For instance, an Alberg 35 weighs in at 12,600 lbs., and has a 100% sail area of 545 sq. ft. The Alberg 30 weighs in at 9000 lbs., and has a 100% sail area of 410 sq. ft. Handling the mainsail on the Alberg 30, which is 221 sq. ft. is fairly reasonable for a single person. The main on the Alberg 35 is approximately 50% larger, and significantly heavier and harder to manage. Another problem is that boat costs generally go up with the length of the boat. An Alberg 30 averages about $16,000, while the Alberg 35 averages about $26,000.

Also, many of your cost: hauling out, dockage, painting, storage; are related to the length of the boat... The equipment on a larger boat is also more expensive... the winches are larger, the ropes are heavier, etc. 

Finally, for a relative novice, a 35' boat may be a bit too much to handle, especially short-handed.


----------



## camaraderie (May 22, 2002)

Jags... I agree with everything SD said except the last sentence! *Properly set up*...a 35 ft. boat is easier and safer to singlehand than a 30footer...except in docking under power. What kind of boat did you get??


----------



## sailingdog (Mar 19, 2006)

camaraderie said:



> Jags... I agree with everything SD said except the last sentence! *Properly set up*...a 35 ft. boat is easier and safer to singlehand than a 30footer...except in docking under power. What kind of boat did you get??


Actually, it really depends on the boat... some 35' boats may be easier than some 30' boats-others would not be...


----------



## mkrautha (Jul 11, 2003)

Here is my metareasoning behind this plan:
As far as meeting needs in life there are two lines of thinking: 1) How do I get more and 2) How can I do with less.
We are taking route 2, with the idea that drastically reducing our global footprint is a responsible, and satisfying way of approaching life.

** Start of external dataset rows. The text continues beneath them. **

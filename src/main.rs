use std::fs::File;
use std::sync::Arc;

use clap::Parser;
use tracing::info;
use tracing_subscriber::EnvFilter;

use kddsniff::api::{self, AppState};
use kddsniff::config::{Cli, Command};
use kddsniff::Detector;

#[tokio::main]
async fn main() -> Result<(), Box<dyn std::error::Error>> {
    dotenv::dotenv().ok();
    let filter = EnvFilter::try_from_default_env().unwrap_or_else(|_| EnvFilter::new("info"));
    tracing_subscriber::fmt().with_env_filter(filter).init();

    let cli = Cli::parse();
    let settings = cli.settings;
    let detector = Detector::from_artifacts(&settings.model_dir, settings.unk_policy)?
        .with_debug_dump(settings.debug_dump.clone());

    match cli.command {
        Command::Serve { bind } => {
            let state = Arc::new(AppState {
                detector: Arc::new(detector),
                source: Arc::new(settings.source(None)),
                limits: settings.limits(),
                upload_limit: settings.upload_limit(),
            });

            info!(%bind, "serving detection API");
            axum::Server::bind(&bind)
                .serve(api::router(state).into_make_service())
                .with_graceful_shutdown(async {
                    tokio::signal::ctrl_c().await.ok();
                })
                .await?;
        }
        Command::Predict { file } => {
            let report = detector.classify_csv(File::open(&file)?)?;
            println!("{}", serde_json::to_string_pretty(&report)?);
        }
        Command::Live { pcap } => {
            let source = settings.source(pcap);
            let report = detector.classify_live(&source, settings.limits())?;
            println!("{}", serde_json::to_string_pretty(&report)?);
        }
    }
    Ok(())
}
// src/sniff.rs
use std::net::{IpAddr, Ipv4Addr};
use std::path::PathBuf;
use std::sync::atomic::{AtomicBool, Ordering};
use std::sync::Arc;
use std::thread;
use std::time::{Duration, Instant};

use crossbeam_channel::{unbounded, Sender};
use etherparse::{NetSlice, SlicedPacket, TcpSlice, TransportSlice};
use pcap::{Active, Capture, Device, Offline, PacketHeader};
use serde::Serialize;
use tracing::{debug, info, warn};

use crate::error::{Error, Result};

const SNAPLEN: i32 = 65535;
const READ_TIMEOUT_MS: i32 = 100;

// pcap link-layer header types
const LINKTYPE_ETHERNET: i32 = 1;
const LINKTYPE_RAW: i32 = 101;
const LINKTYPE_IPV4: i32 = 228;
const LINKTYPE_IPV6: i32 = 229;

pub const TCP_FIN: u16 = 0x001;
pub const TCP_SYN: u16 = 0x002;
pub const TCP_RST: u16 = 0x004;
pub const TCP_PSH: u16 = 0x008;
pub const TCP_ACK: u16 = 0x010;
pub const TCP_URG: u16 = 0x020;
pub const TCP_ECE: u16 = 0x040;
pub const TCP_CWR: u16 = 0x080;
pub const TCP_NS: u16 = 0x100;

#[derive(Debug, Clone, Copy, PartialEq, Eq, Hash, Serialize)]
#[serde(rename_all = "lowercase")]
pub enum Protocol {
    Tcp,
    Udp,
    Other,
}

impl Protocol {
    pub fn as_str(&self) -> &'static str {
        match self {
            Protocol::Tcp => "tcp",
            Protocol::Udp => "udp",
            Protocol::Other => "other",
        }
    }
}

/// One parsed packet. Fields a frame does not carry keep their placeholder
/// values: `0.0.0.0`, port 0, protocol `other`.
#[derive(Debug, Clone, PartialEq, Serialize)]
pub struct PacketRecord {
    pub timestamp: f64,
    pub src_addr: IpAddr,
    pub dst_addr: IpAddr,
    pub src_port: u16,
    pub dst_port: u16,
    pub protocol: Protocol,
    pub length: u32,
    pub tcp_flags: Option<u16>,
}

impl PacketRecord {
    pub fn placeholder(timestamp: f64, length: u32) -> Self {
        PacketRecord {
            timestamp,
            src_addr: IpAddr::V4(Ipv4Addr::UNSPECIFIED),
            dst_addr: IpAddr::V4(Ipv4Addr::UNSPECIFIED),
            src_port: 0,
            dst_port: 0,
            protocol: Protocol::Other,
            length,
            tcp_flags: None,
        }
    }
}

#[derive(Debug, Clone, Copy, PartialEq, Eq)]
pub struct CaptureLimits {
    pub max_packets: usize,
    pub max_duration: Duration,
}

impl Default for CaptureLimits {
    fn default() -> Self {
        CaptureLimits {
            max_packets: 200,
            max_duration: Duration::from_secs(6),
        }
    }
}

/// Fallback window when `max_duration` overflows the clock.
const FAR_DEADLINE: Duration = Duration::from_secs(365 * 24 * 60 * 60);

impl CaptureLimits {
    /// Instant at which the window closes, starting now.
    pub fn deadline(&self) -> Instant {
        let now = Instant::now();
        now.checked_add(self.max_duration)
            .unwrap_or_else(|| now + FAR_DEADLINE)
    }
}

/// A bounded, time-windowed supply of parsed packets.
///
/// Each call is an independent capture window. An empty result is not an
/// error; only failing to start the capture is.
pub trait PacketSource: Send + Sync {
    fn capture(&self, limits: CaptureLimits) -> Result<Vec<PacketRecord>>;
}

#[derive(Debug, Clone)]
pub enum CaptureTarget {
    /// A named interface, or pcap's default device.
    Device(Option<String>),
    /// A saved capture replayed through the live pipeline.
    File(PathBuf),
}

#[derive(Debug, Clone)]
pub struct PcapSource {
    target: CaptureTarget,
    filter: Option<String>,
}

impl PcapSource {
    pub fn device(interface: Option<String>) -> Self {
        PcapSource {
            target: CaptureTarget::Device(interface),
            filter: None,
        }
    }

    pub fn file(path: impl Into<PathBuf>) -> Self {
        PcapSource {
            target: CaptureTarget::File(path.into()),
            filter: None,
        }
    }

    pub fn with_filter(mut self, filter: Option<String>) -> Self {
        self.filter = filter;
        self
    }
}

impl PacketSource for PcapSource {
    fn capture(&self, limits: CaptureLimits) -> Result<Vec<PacketRecord>> {
        match &self.target {
            CaptureTarget::Device(interface) => {
                let mut cap = create_capture(interface.as_deref())?;
                if let Some(filter) = &self.filter {
                    cap.filter(filter, true).map_err(Error::capture)?;
                }
                Ok(capture_live(cap, limits))
            }
            CaptureTarget::File(path) => {
                let mut cap = Capture::from_file(path).map_err(Error::capture)?;
                if let Some(filter) = &self.filter {
                    cap.filter(filter, true).map_err(Error::capture)?;
                }
                Ok(read_offline(&mut cap, limits))
            }
        }
    }
}

/// Hands out a fixed set of records, truncated to the packet limit.
#[derive(Debug, Clone, Default)]
pub struct ReplaySource {
    packets: Vec<PacketRecord>,
}

impl ReplaySource {
    pub fn new(packets: Vec<PacketRecord>) -> Self {
        ReplaySource { packets }
    }
}

impl PacketSource for ReplaySource {
    fn capture(&self, limits: CaptureLimits) -> Result<Vec<PacketRecord>> {
        Ok(self
            .packets
            .iter()
            .take(limits.max_packets)
            .cloned()
            .collect())
    }
}

fn create_capture(interface: Option<&str>) -> Result<Capture<Active>> {
    let device = match interface {
        Some(name) => Device::from(name),
        None => Device::lookup().map_err(Error::capture)?,
    };
    info!(device = %device.name, "opening capture device");

    Capture::from_device(device)
        .map_err(Error::capture)?
        .promisc(false)
        .snaplen(SNAPLEN)
        .timeout(READ_TIMEOUT_MS)
        .immediate_mode(true)
        .open()
        .map_err(Error::capture)
}

/// Reads on a dedicated thread and collects from the channel until the
/// packet limit or the deadline, whichever comes first.
fn capture_live(cap: Capture<Active>, limits: CaptureLimits) -> Vec<PacketRecord> {
    let kind = FrameKind::from_linktype(cap.get_datalink().0);
    let (tx, rx) = unbounded();
    let running = Arc::new(AtomicBool::new(true));

    let running_clone = running.clone();
    thread::spawn(move || process_packets(cap, kind, tx, running_clone));

    let deadline = limits.deadline();
    let mut records = Vec::new();
    while records.len() < limits.max_packets {
        match rx.recv_deadline(deadline) {
            Ok(record) => records.push(record),
            Err(_) => break,
        }
    }
    running.store(false, Ordering::SeqCst);

    debug!(packets = records.len(), "capture window closed");
    records
}

fn process_packets(
    mut cap: Capture<Active>,
    kind: FrameKind,
    sender: Sender<PacketRecord>,
    running: Arc<AtomicBool>,
) {
    while running.load(Ordering::SeqCst) {
        match cap.next() {
            Ok(packet) => {
                let record = parse_frame(
                    kind,
                    packet.data,
                    timestamp_of(packet.header),
                    packet.header.len,
                );
                if sender.send(record).is_err() {
                    break;
                }
            }
            Err(pcap::Error::TimeoutExpired) => continue,
            Err(e) => {
                warn!(error = %e, "packet capture stopped");
                break;
            }
        }
    }
}

fn read_offline(cap: &mut Capture<Offline>, limits: CaptureLimits) -> Vec<PacketRecord> {
    let kind = FrameKind::from_linktype(cap.get_datalink().0);
    let deadline = limits.deadline();
    let mut records = Vec::new();

    while records.len() < limits.max_packets && Instant::now() < deadline {
        match cap.next() {
            Ok(packet) => {
                records.push(parse_frame(
                    kind,
                    packet.data,
                    timestamp_of(packet.header),
                    packet.header.len,
                ));
            }
            Err(pcap::Error::NoMorePackets) => break,
            Err(e) => {
                warn!(error = %e, "stopped reading capture file");
                break;
            }
        }
    }
    records
}

fn timestamp_of(header: &PacketHeader) -> f64 {
    header.ts.tv_sec as f64 + header.ts.tv_usec as f64 / 1_000_000.0
}

#[derive(Debug, Clone, Copy, PartialEq, Eq)]
pub enum FrameKind {
    Ethernet,
    RawIp,
    Unsupported,
}

impl FrameKind {
    pub fn from_linktype(linktype: i32) -> Self {
        match linktype {
            LINKTYPE_ETHERNET => FrameKind::Ethernet,
            LINKTYPE_RAW | LINKTYPE_IPV4 | LINKTYPE_IPV6 => FrameKind::RawIp,
            _ => FrameKind::Unsupported,
        }
    }
}

/// Best-effort extraction of the layer fields a frame carries. Never fails;
/// whatever cannot be parsed stays at its placeholder value.
pub fn parse_frame(kind: FrameKind, data: &[u8], timestamp: f64, length: u32) -> PacketRecord {
    let mut record = PacketRecord::placeholder(timestamp, length);

    let sliced = match kind {
        FrameKind::Ethernet => SlicedPacket::from_ethernet(data).ok(),
        FrameKind::RawIp => SlicedPacket::from_ip(data).ok(),
        FrameKind::Unsupported => None,
    };
    let Some(sliced) = sliced else {
        return record;
    };

    match &sliced.net {
        Some(NetSlice::Ipv4(ipv4)) => {
            record.src_addr = IpAddr::V4(ipv4.header().source_addr());
            record.dst_addr = IpAddr::V4(ipv4.header().destination_addr());
        }
        Some(NetSlice::Ipv6(ipv6)) => {
            record.src_addr = IpAddr::V6(ipv6.header().source_addr());
            record.dst_addr = IpAddr::V6(ipv6.header().destination_addr());
        }
        _ => {}
    }

    match &sliced.transport {
        Some(TransportSlice::Tcp(tcp)) => {
            record.protocol = Protocol::Tcp;
            record.src_port = tcp.source_port();
            record.dst_port = tcp.destination_port();
            record.tcp_flags = Some(flag_bits(tcp));
        }
        Some(TransportSlice::Udp(udp)) => {
            record.protocol = Protocol::Udp;
            record.src_port = udp.source_port();
            record.dst_port = udp.destination_port();
        }
        _ => {}
    }

    record
}

fn flag_bits(tcp: &TcpSlice) -> u16 {
    [
        (tcp.fin(), TCP_FIN),
        (tcp.syn(), TCP_SYN),
        (tcp.rst(), TCP_RST),
        (tcp.psh(), TCP_PSH),
        (tcp.ack(), TCP_ACK),
        (tcp.urg(), TCP_URG),
        (tcp.ece(), TCP_ECE),
        (tcp.cwr(), TCP_CWR),
        (tcp.ns(), TCP_NS),
    ]
    .iter()
    .filter(|(set, _)| *set)
    .fold(0, |bits, (_, bit)| bits | bit)
}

As far as choosing a boat and upgrading for cruising: what we want to do is buy the boat now, and upgrade over the years as we have the money and the time. If the boat isn't an ocean cruiser for 10 years so be it, as new sailors the reality we may not be ready until then. The point for us is the possibility-- to know that should we feel the imperative we can turn our attentions toward preping her and ourselves for long voyages. In the interim, we should just be able to use her to practice our skills in order to really become good sailors and to live albeit cosily on. (did I mention that our last home was a 20' diameter tipi?)
As a counter example, has anyone read about the guy who was recently dismasted around cape horn? That guy is the anti-me. He decided to circumnavigate in order to learn to sail!?! He had 3 gps devices. He had a huge inboard motor. He had a 40 someodd foot boat. In retrospect all of this proved too much. I think I read he had a years worth of coastal cruising experience...
Me, well like I said before-- some sort of head would be nice. As for things like showering the truth is, I usually go to school gym after my classes are out and wind up showering there. I rarely use my shower at home as it is...
Another example, I recently e-mailed Yves Gélinas of circumnavigating-in-an-Alberg-30-using-his-own-CapeHorn-self-steering fame, as to the issues that arise from sailing with an outboard particularly in rough weather (he removed his inboard prior to his trip.) His response: either sail, find a harbor or heave-to. (You can read about his boat here: http://www.capehorn.com/sections/remotorisation/remotoriserAng.htm). Simple enough.

We want to immerse ourselves in boats and sailing, but we want to do it in a way that our time, resources and abilities permit. For us that means 1st, getting aboard. We can't afford/ don't desire to afford living aboard and having a house. Why should we? We don't need both... if the boat doesn't work out, we'll move back to land, so far as I know it's not going anywhere (barring melting ice caps).
Certainly a boat is a lot of work and expense. But then again so is owning a 120 year old house in the country such as we currently do. There is the expense of heating (2000 a season) the expense of lawn care, taxes, maintanance, mortgage, insurance etc. I am certain that with planning we will be able to create a liveaboard situation that is less expensive.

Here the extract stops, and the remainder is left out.